Copy the data as given. No line may be skipped.

+ + + +

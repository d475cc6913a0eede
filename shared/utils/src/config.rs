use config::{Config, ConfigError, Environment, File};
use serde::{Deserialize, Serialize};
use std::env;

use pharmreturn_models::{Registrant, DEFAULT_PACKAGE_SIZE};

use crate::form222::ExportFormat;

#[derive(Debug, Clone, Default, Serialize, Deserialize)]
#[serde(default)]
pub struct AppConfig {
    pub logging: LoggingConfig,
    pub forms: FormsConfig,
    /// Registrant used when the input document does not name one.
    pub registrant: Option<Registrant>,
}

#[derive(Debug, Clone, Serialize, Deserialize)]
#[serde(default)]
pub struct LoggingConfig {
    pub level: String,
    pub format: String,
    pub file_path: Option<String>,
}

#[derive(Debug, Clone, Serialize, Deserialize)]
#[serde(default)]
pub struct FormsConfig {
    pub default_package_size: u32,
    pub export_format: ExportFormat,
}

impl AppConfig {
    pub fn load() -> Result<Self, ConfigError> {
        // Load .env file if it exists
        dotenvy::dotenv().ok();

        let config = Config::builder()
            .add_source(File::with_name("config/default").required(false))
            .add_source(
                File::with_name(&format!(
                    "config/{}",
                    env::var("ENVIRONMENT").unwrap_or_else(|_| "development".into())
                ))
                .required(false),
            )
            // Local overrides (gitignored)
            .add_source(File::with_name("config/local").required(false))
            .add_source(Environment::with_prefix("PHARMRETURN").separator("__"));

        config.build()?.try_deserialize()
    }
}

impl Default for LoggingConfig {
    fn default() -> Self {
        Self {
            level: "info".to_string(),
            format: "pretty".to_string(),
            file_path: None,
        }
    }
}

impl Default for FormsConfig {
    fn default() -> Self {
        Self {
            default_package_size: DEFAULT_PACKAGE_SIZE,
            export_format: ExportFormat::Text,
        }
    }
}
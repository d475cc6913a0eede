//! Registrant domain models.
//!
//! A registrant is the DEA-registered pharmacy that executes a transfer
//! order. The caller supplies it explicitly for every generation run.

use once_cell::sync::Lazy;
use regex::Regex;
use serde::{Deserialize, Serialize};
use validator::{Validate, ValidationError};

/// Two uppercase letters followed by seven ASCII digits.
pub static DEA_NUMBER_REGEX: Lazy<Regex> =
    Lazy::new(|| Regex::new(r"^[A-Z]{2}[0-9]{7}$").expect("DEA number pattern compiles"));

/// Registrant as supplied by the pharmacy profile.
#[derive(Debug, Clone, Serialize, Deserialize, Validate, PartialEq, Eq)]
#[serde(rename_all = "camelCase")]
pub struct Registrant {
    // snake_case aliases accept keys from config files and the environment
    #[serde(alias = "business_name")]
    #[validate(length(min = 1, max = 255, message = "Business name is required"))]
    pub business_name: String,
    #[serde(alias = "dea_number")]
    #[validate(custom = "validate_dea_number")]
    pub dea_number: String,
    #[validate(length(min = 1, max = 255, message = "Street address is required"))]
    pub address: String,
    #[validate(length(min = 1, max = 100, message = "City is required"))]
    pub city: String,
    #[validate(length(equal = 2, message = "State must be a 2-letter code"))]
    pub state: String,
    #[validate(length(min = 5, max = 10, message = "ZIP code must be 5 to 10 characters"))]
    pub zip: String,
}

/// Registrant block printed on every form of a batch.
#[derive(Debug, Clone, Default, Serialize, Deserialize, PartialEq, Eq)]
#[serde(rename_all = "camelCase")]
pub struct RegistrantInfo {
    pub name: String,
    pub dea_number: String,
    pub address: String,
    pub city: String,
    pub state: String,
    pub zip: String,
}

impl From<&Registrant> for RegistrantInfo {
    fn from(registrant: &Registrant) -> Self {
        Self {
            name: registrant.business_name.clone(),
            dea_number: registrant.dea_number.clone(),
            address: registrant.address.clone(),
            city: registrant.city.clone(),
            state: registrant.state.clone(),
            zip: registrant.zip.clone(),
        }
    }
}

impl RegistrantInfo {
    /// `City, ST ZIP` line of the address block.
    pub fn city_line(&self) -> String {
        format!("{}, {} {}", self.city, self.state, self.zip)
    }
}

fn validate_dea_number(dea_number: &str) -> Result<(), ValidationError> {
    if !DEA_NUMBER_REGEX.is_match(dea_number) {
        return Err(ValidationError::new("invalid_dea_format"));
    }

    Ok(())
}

+ + + +

▸ Task solution
repository d475cc6913a0eede
filename shared/utils/src/config.rs
use config::{Config, ConfigError, Environment, File};
use serde::{Deserialize, Serialize};
use std::env;

use pharmreturn_models::{Registrant, DEFAULT_PACKAGE_SIZE};

use crate::form222::ExportFormat;

#[derive(Debug, Clone, Default, Serialize, Deserialize)]
#[serde(default)]
pub struct AppConfig {
    pub logging: LoggingConfig,
    pub forms: FormsConfig,
    /// Registrant used when the input document does not name one.
    pub registrant: Option<Registrant>,
}

#[derive(Debug, Clone, Serialize, Deserialize)]
#[serde(default)]
pub struct LoggingConfig {
    pub level: String,
    pub format: String,
    pub file_path: Option<String>,
}

#[derive(Debug, Clone, Serialize, Deserialize)]
#[serde(default)]
pub struct FormsConfig {
    pub default_package_size: u32,
    pub export_format: ExportFormat,
}

impl AppConfig {
    pub fn load() -> Result<Self, ConfigError> {
        // Load .env file if it exists
        dotenvy::dotenv().ok();

        let config = Config::builder()
            .add_source(File::with_name("config/default").required(false))
            .add_source(
                File::with_name(&format!(
                    "config/{}",
                    env::var("ENVIRONMENT").unwrap_or_else(|_| "development".into())
                ))
                .required(false),
            )
            // Local overrides (gitignored)
            .add_source(File::with_name("config/local").required(false))
            .add_source(Environment::with_prefix("PHARMRETURN").separator("__"));

        config.build()?.try_deserialize()
    }
}

impl Default for LoggingConfig {
    fn default() -> Self {
        Self {
            level: "info".to_string(),
            format: "pretty".to_string(),
            file_path: None,
        }
    }
}

impl Default for FormsConfig {
    fn default() -> Self {
        Self {
            default_package_size: DEFAULT_PACKAGE_SIZE,
            export_format: ExportFormat::Text,
        }
    }
}
repository d475cc6913a0eede
//! Registrant domain models.
//!
//! A registrant is the DEA-registered pharmacy that executes a transfer
//! order. The caller supplies it explicitly for every generation run.

use once_cell::sync::Lazy;
use regex::Regex;
use serde::{Deserialize, Serialize};
use validator::{Validate, ValidationError};

/// Two uppercase letters followed by seven ASCII digits.
pub static DEA_NUMBER_REGEX: Lazy<Regex> =
    Lazy::new(|| Regex::new(r"^[A-Z]{2}[0-9]{7}$").expect("DEA number pattern compiles"));

/// Registrant as supplied by the pharmacy profile.
#[derive(Debug, Clone, Serialize, Deserialize, Validate, PartialEq, Eq)]
#[serde(rename_all = "camelCase")]
pub struct Registrant {
    // snake_case aliases accept keys from config files and the environment
    #[serde(alias = "business_name")]
    #[validate(length(min = 1, max = 255, message = "Business name is required"))]
    pub business_name: String,
    #[serde(alias = "dea_number")]
    #[validate(custom = "validate_dea_number")]
    pub dea_number: String,
    #[validate(length(min = 1, max = 255, message = "Street address is required"))]
    pub address: String,
    #[validate(length(min = 1, max = 100, message = "City is required"))]
    pub city: String,
    #[validate(length(equal = 2, message = "State must be a 2-letter code"))]
    pub state: String,
    #[validate(length(min = 5, max = 10, message = "ZIP code must be 5 to 10 characters"))]
    pub zip: String,
}

/// Registrant block printed on every form of a batch.
#[derive(Debug, Clone, Default, Serialize, Deserialize, PartialEq, Eq)]
#[serde(rename_all = "camelCase")]
pub struct RegistrantInfo {
    pub name: String,
    pub dea_number: String,
    pub address: String,
    pub city: String,
    pub state: String,
    pub zip: String,
}

impl From<&Registrant> for RegistrantInfo {
    fn from(registrant: &Registrant) -> Self {
        Self {
            name: registrant.business_name.clone(),
            dea_number: registrant.dea_number.clone(),
            address: registrant.address.clone(),
            city: registrant.city.clone(),
            state: registrant.state.clone(),
            zip: registrant.zip.clone(),
        }
    }
}

impl RegistrantInfo {
    /// `City, ST ZIP` line of the address block.
    pub fn city_line(&self) -> String {
        format!("{}, {} {}", self.city, self.state, self.zip)
    }
}

fn validate_dea_number(dea_number: &str) -> Result<(), ValidationError> {
    if !DEA_NUMBER_REGEX.is_match(dea_number) {
        return Err(ValidationError::new("invalid_dea_format"));
    }

    Ok(())
}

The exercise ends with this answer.